I'm preparing a package to be sent out to translation companies. There are 8 very similar files. I'm first preparing the analysis results to be used as the base for a quotation. I used two different analysis results settings and got two different results that will ultimately affect the value of the quote. I want what's accurate but ultimately what will give my company the lowest quotation. Or, could someone tell me if both of these quotes will result in the same value.

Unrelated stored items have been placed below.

// Internal domain types - not persisted, not exposed over any wire
pub mod auth;
pub mod identity;

pub use auth::{Claims, TokenPurpose};
pub use identity::Identity;
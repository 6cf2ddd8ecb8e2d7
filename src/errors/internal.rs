use sea_orm::DbErr;
use thiserror::Error;

/// Infrastructure and configuration failures. Token rejection is not an
/// error (see [`crate::errors::TokenError`] and the store contracts):
/// anything surfaced here is something the caller cannot fix by retrying
/// with a different token.
#[derive(Debug, Error)]
pub enum InternalError {
    #[error("database failure during {operation}")]
    Database {
        operation: &'static str,
        #[source]
        source: DbErr,
    },

    /// Duplicate email/username/scenario name. The presentation layer is
    /// expected to pre-check; the unique constraint re-validates at commit.
    #[error("unique constraint violated on {entity}")]
    Uniqueness { entity: &'static str },

    /// No role is flagged default. Roles must be seeded before users can
    /// be created.
    #[error("no default role is seeded")]
    MissingDefaultRole,

    #[error("password hashing failure: {0}")]
    PasswordHash(String),

    #[error("token signing failure")]
    TokenSigning(#[source] jsonwebtoken::errors::Error),
}

impl InternalError {
    pub fn db(operation: &'static str, source: DbErr) -> Self {
        Self::Database { operation, source }
    }

    /// Classify an insert failure: unique-constraint violations become
    /// [`InternalError::Uniqueness`], everything else stays a database error.
    pub fn from_insert(entity: &'static str, operation: &'static str, source: DbErr) -> Self {
        if source.to_string().contains("UNIQUE") {
            Self::Uniqueness { entity }
        } else {
            Self::Database { operation, source }
        }
    }
}
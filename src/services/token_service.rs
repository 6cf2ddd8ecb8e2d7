use std::fmt;

use chrono::Utc;
use jsonwebtoken::errors::ErrorKind;
use jsonwebtoken::{decode, encode, Algorithm, DecodingKey, EncodingKey, Header, Validation};

use crate::errors::{InternalError, TokenError};
use crate::types::internal::{Claims, TokenPurpose};

/// Default lifetime for confirmation, reset and email-change tokens.
pub const DEFAULT_TOKEN_TTL_SECS: i64 = 3600;

/// Issues and verifies expiring, signed, purpose-tagged tokens used as
/// bearer capabilities for account operations. The token string is opaque
/// to everyone but this service.
pub struct TokenService {
    secret_key: String,
}

impl TokenService {
    pub fn new(secret_key: String) -> Self {
        Self { secret_key }
    }

    /// Mint a token for `user_id` restricted to `purpose`, expiring
    /// `ttl_seconds` from now. `new_email` is carried only by email-change
    /// tokens. Signing failure is a programmer error, not a runtime
    /// condition.
    pub fn issue(
        &self,
        user_id: i32,
        purpose: TokenPurpose,
        new_email: Option<String>,
        ttl_seconds: i64,
    ) -> Result<String, InternalError> {
        let now = Utc::now().timestamp();
        let claims = Claims {
            sub: user_id,
            purpose,
            new_email,
            iat: now,
            exp: now + ttl_seconds,
        };

        encode(
            &Header::new(Algorithm::HS256),
            &claims,
            &EncodingKey::from_secret(self.secret_key.as_bytes()),
        )
        .map_err(InternalError::TokenSigning)
    }

    /// Check signature and expiry and return the claims. Purpose and
    /// subject checks stay with the caller, which knows which flow it
    /// serves.
    pub fn verify(&self, token: &str) -> Result<Claims, TokenError> {
        let mut validation = Validation::new(Algorithm::HS256);
        validation.leeway = 0;

        decode::<Claims>(
            token,
            &DecodingKey::from_secret(self.secret_key.as_bytes()),
            &validation,
        )
        .map(|data| data.claims)
        .map_err(|e| match e.kind() {
            ErrorKind::ExpiredSignature => TokenError::Expired,
            _ => TokenError::Invalid,
        })
    }
}

impl fmt::Debug for TokenService {
    fn fmt(&self, f: &mut fmt::Formatter<'_>) -> fmt::Result {
        f.debug_struct("TokenService")
            .field("secret_key", &"<redacted>")
            .finish()
    }
}
use sea_orm_migration::prelude::*;

#[derive(DeriveMigrationName)]
pub struct Migration;

#[async_trait::async_trait]
impl MigrationTrait for Migration {
    async fn up(&self, manager: &SchemaManager) -> Result<(), DbErr> {
        // Roles table: named permission bitmasks, exactly one marked default
        manager
            .create_table(
                Table::create()
                    .table(Roles::Table)
                    .if_not_exists()
                    .col(
                        ColumnDef::new(Roles::Id)
                            .integer()
                            .not_null()
                            .auto_increment()
                            .primary_key(),
                    )
                    .col(
                        ColumnDef::new(Roles::Name)
                            .string()
                            .not_null()
                            .unique_key(),
                    )
                    .col(
                        ColumnDef::new(Roles::IsDefault)
                            .boolean()
                            .not_null()
                            .default(false),
                    )
                    .col(
                        ColumnDef::new(Roles::Permissions)
                            .integer()
                            .not_null()
                            .default(0),
                    )
                    .to_owned(),
            )
            .await?;

        manager
            .create_index(
                Index::create()
                    .if_not_exists()
                    .name("idx_roles_is_default")
                    .table(Roles::Table)
                    .col(Roles::IsDefault)
                    .to_owned(),
            )
            .await?;

        // Users table
        manager
            .create_table(
                Table::create()
                    .table(Users::Table)
                    .if_not_exists()
                    .col(
                        ColumnDef::new(Users::Id)
                            .integer()
                            .not_null()
                            .auto_increment()
                            .primary_key(),
                    )
                    .col(
                        ColumnDef::new(Users::Email)
                            .string()
                            .not_null()
                            .unique_key(),
                    )
                    .col(
                        ColumnDef::new(Users::Username)
                            .string()
                            .not_null()
                            .unique_key(),
                    )
                    .col(ColumnDef::new(Users::RoleId).integer().not_null())
                    .col(ColumnDef::new(Users::PasswordHash).string().not_null())
                    .col(
                        ColumnDef::new(Users::Confirmed)
                            .boolean()
                            .not_null()
                            .default(false),
                    )
                    .col(ColumnDef::new(Users::MemberSince).big_integer().not_null())
                    .col(ColumnDef::new(Users::LastSeen).big_integer().not_null())
                    .col(ColumnDef::new(Users::LastInformed).big_integer().not_null())
                    .foreign_key(
                        ForeignKey::create()
                            .name("fk_users_role_id")
                            .from(Users::Table, Users::RoleId)
                            .to(Roles::Table, Roles::Id),
                    )
                    .to_owned(),
            )
            .await?;

        manager
            .create_index(
                Index::create()
                    .if_not_exists()
                    .name("idx_users_email")
                    .table(Users::Table)
                    .col(Users::Email)
                    .to_owned(),
            )
            .await?;

        manager
            .create_index(
                Index::create()
                    .if_not_exists()
                    .name("idx_users_username")
                    .table(Users::Table)
                    .col(Users::Username)
                    .to_owned(),
            )
            .await?;

        // Scenarios table
        manager
            .create_table(
                Table::create()
                    .table(Scenarios::Table)
                    .if_not_exists()
                    .col(
                        ColumnDef::new(Scenarios::Id)
                            .integer()
                            .not_null()
                            .auto_increment()
                            .primary_key(),
                    )
                    .col(
                        ColumnDef::new(Scenarios::Name)
                            .string()
                            .not_null()
                            .unique_key(),
                    )
                    .col(ColumnDef::new(Scenarios::Content).text().null())
                    .col(ColumnDef::new(Scenarios::Remark).text().null())
                    .col(ColumnDef::new(Scenarios::CreatedAt).big_integer().not_null())
                    .col(ColumnDef::new(Scenarios::EditorId).integer().not_null())
                    .foreign_key(
                        ForeignKey::create()
                            .name("fk_scenarios_editor_id")
                            .from(Scenarios::Table, Scenarios::EditorId)
                            .to(Users::Table, Users::Id),
                    )
                    .to_owned(),
            )
            .await?;

        // Cases table: each case belongs to exactly one scenario
        manager
            .create_table(
                Table::create()
                    .table(Cases::Table)
                    .if_not_exists()
                    .col(
                        ColumnDef::new(Cases::Id)
                            .integer()
                            .not_null()
                            .auto_increment()
                            .primary_key(),
                    )
                    .col(ColumnDef::new(Cases::Content).text().null())
                    .col(ColumnDef::new(Cases::Remark).text().null())
                    .col(ColumnDef::new(Cases::CreatedAt).big_integer().not_null())
                    .col(ColumnDef::new(Cases::ScenarioId).integer().not_null())
                    .col(ColumnDef::new(Cases::EditorId).integer().not_null())
                    .foreign_key(
                        ForeignKey::create()
                            .name("fk_cases_scenario_id")
                            .from(Cases::Table, Cases::ScenarioId)
                            .to(Scenarios::Table, Scenarios::Id)
                            .on_delete(ForeignKeyAction::Cascade),
                    )
                    .foreign_key(
                        ForeignKey::create()
                            .name("fk_cases_editor_id")
                            .from(Cases::Table, Cases::EditorId)
                            .to(Users::Table, Users::Id),
                    )
                    .to_owned(),
            )
            .await?;

        manager
            .create_index(
                Index::create()
                    .if_not_exists()
                    .name("idx_cases_scenario_id")
                    .table(Cases::Table)
                    .col(Cases::ScenarioId)
                    .to_owned(),
            )
            .await?;

        manager
            .create_index(
                Index::create()
                    .if_not_exists()
                    .name("idx_cases_created_at")
                    .table(Cases::Table)
                    .col(Cases::CreatedAt)
                    .to_owned(),
            )
            .await?;

        // Follow edges: (user, scenario) composite key
        manager
            .create_table(
                Table::create()
                    .table(Follows::Table)
                    .if_not_exists()
                    .col(ColumnDef::new(Follows::UserId).integer().not_null())
                    .col(ColumnDef::new(Follows::ScenarioId).integer().not_null())
                    .col(ColumnDef::new(Follows::CreatedAt).big_integer().not_null())
                    .primary_key(
                        Index::create()
                            .name("pk_follows")
                            .col(Follows::UserId)
                            .col(Follows::ScenarioId),
                    )
                    .foreign_key(
                        ForeignKey::create()
                            .name("fk_follows_user_id")
                            .from(Follows::Table, Follows::UserId)
                            .to(Users::Table, Users::Id)
                            .on_delete(ForeignKeyAction::Cascade),
                    )
                    .foreign_key(
                        ForeignKey::create()
                            .name("fk_follows_scenario_id")
                            .from(Follows::Table, Follows::ScenarioId)
                            .to(Scenarios::Table, Scenarios::Id)
                            .on_delete(ForeignKeyAction::Cascade),
                    )
                    .to_owned(),
            )
            .await?;

        manager
            .create_index(
                Index::create()
                    .if_not_exists()
                    .name("idx_follows_scenario_id")
                    .table(Follows::Table)
                    .col(Follows::ScenarioId)
                    .to_owned(),
            )
            .await?;

        // Rely edges: (relier, relied) composite key, both scenarios
        manager
            .create_table(
                Table::create()
                    .table(Relies::Table)
                    .if_not_exists()
                    .col(ColumnDef::new(Relies::RelierId).integer().not_null())
                    .col(ColumnDef::new(Relies::ReliedId).integer().not_null())
                    .col(ColumnDef::new(Relies::CreatedAt).big_integer().not_null())
                    .primary_key(
                        Index::create()
                            .name("pk_relies")
                            .col(Relies::RelierId)
                            .col(Relies::ReliedId),
                    )
                    .foreign_key(
                        ForeignKey::create()
                            .name("fk_relies_relier_id")
                            .from(Relies::Table, Relies::RelierId)
                            .to(Scenarios::Table, Scenarios::Id)
                            .on_delete(ForeignKeyAction::Cascade),
                    )
                    .foreign_key(
                        ForeignKey::create()
                            .name("fk_relies_relied_id")
                            .from(Relies::Table, Relies::ReliedId)
                            .to(Scenarios::Table, Scenarios::Id)
                            .on_delete(ForeignKeyAction::Cascade),
                    )
                    .to_owned(),
            )
            .await?;

        manager
            .create_index(
                Index::create()
                    .if_not_exists()
                    .name("idx_relies_relied_id")
                    .table(Relies::Table)
                    .col(Relies::ReliedId)
                    .to_owned(),
            )
            .await?;

        Ok(())
    }

    async fn down(&self, manager: &SchemaManager) -> Result<(), DbErr> {
        manager
            .drop_table(Table::drop().table(Relies::Table).to_owned())
            .await?;
        manager
            .drop_table(Table::drop().table(Follows::Table).to_owned())
            .await?;
        manager
            .drop_table(Table::drop().table(Cases::Table).to_owned())
            .await?;
        manager
            .drop_table(Table::drop().table(Scenarios::Table).to_owned())
            .await?;
        manager
            .drop_table(Table::drop().table(Users::Table).to_owned())
            .await?;
        manager
            .drop_table(Table::drop().table(Roles::Table).to_owned())
            .await?;
        Ok(())
    }
}

#[derive(DeriveIden)]
enum Roles {
    Table,
    Id,
    Name,
    IsDefault,
    Permissions,
}

#[derive(DeriveIden)]
enum Users {
    Table,
    Id,
    Email,
    Username,
    RoleId,
    PasswordHash,
    Confirmed,
    MemberSince,
    LastSeen,
    LastInformed,
}

#[derive(DeriveIden)]
enum Scenarios {
    Table,
    Id,
    Name,
    Content,
    Remark,
    CreatedAt,
    EditorId,
}

#[derive(DeriveIden)]
enum Cases {
    Table,
    Id,
    Content,
    Remark,
    CreatedAt,
    ScenarioId,
    EditorId,
}

#[derive(DeriveIden)]
enum Follows {
    Table,
    UserId,
    ScenarioId,
    CreatedAt,
}

#[derive(DeriveIden)]
enum Relies {
    Table,
    RelierId,
    ReliedId,
    CreatedAt,
}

Analysis profile 1 (山洋_IS研修資料_171106_見積用解析データ_internal.xlsx)
Settings:
Report cross-file repetitions: yes
Report internal fuzzy match leverage: yes
Results:
Repetitions: 7.49%
Cross-file Repetitions: 0.42%
New/AT: 74.23%

Analysis profile 2 (山洋_IS研修資料_171106_見積用解析データ.xlsx)
Settings:
Report cross-file repetitions: yes
Report internal fuzzy match leverage: no
Results:
Repetitions: 8.73%
Cross-file Repetitions: 7.19%
New/AT: 76.70%

And since there's new sensitive material, I'll just upload the two excel files. 

Any thoughts that as for which version would be best to use as a quote from the customer's standpoint would be appreciated.山洋_IS研修資料_171106_見積用解析データ_internal.xlsx山洋_IS研修資料_171106_見積用解析データ.xlsx

  • Hi Keenan,

    usually you get a better count from the customer's standpoint if you enable internal fuzzy match leverage (you get fewer no matches and more fuzzy matches). You get an even better count if you analyse a single merged file instead of several individual files (with internal fuzzy match leverage enabled). Then obviously, it depends on how you pay internal fuzzy matches, fuzzy matches, no matches, etc.
    I notice that your report does not include words (just characters), so I guess your source language is Chinese (?), this may change the considerations about the count.

    Stefano

  • "Report Internal Fuzzy Match Leverage" option affects how matches are calculated based on a theorerical live TM, rather than TM you are using for the analysis which is static. It means analysis with this option on would take into accout TM update that takes place during translation, therefore it would generally get better leverage because the theoretical live TM simply has more entries than the static actual TM.

    "Report Internal Fuzzy Match Leverage" option only works within a file and it does not work across files. When you merge all of your files in the project during project creation, you would generally get better leverage because internal fuzzy matches are calculated across all of your files that are merged.

    So to answer your question, "Report Internal Fuzzy Match Leverage" option on and merging all of your files in the project would provide the best leverage possible, i.e.lower quote, but it might take longer to get your translation project turned around. The question of which one is best is really up to a client as long as the quote and corresponding translation packages match.

    What's curious is according to your word/character count reports, the analysis with "Report Internal Fuzzy Match Leverage" ON reports significantly less total character count (37571 characters), less than half of the analysis result with "Report Internal Fuzzy Match Leverage" OFF (73255 characters). Could this be a defect for character count analysis? It's not the case when we analyze word count, i.e. total word count matches between analysis with different "Report Internal Fuzzy Match Leverage" options.

     

    Thank you,

    Naoko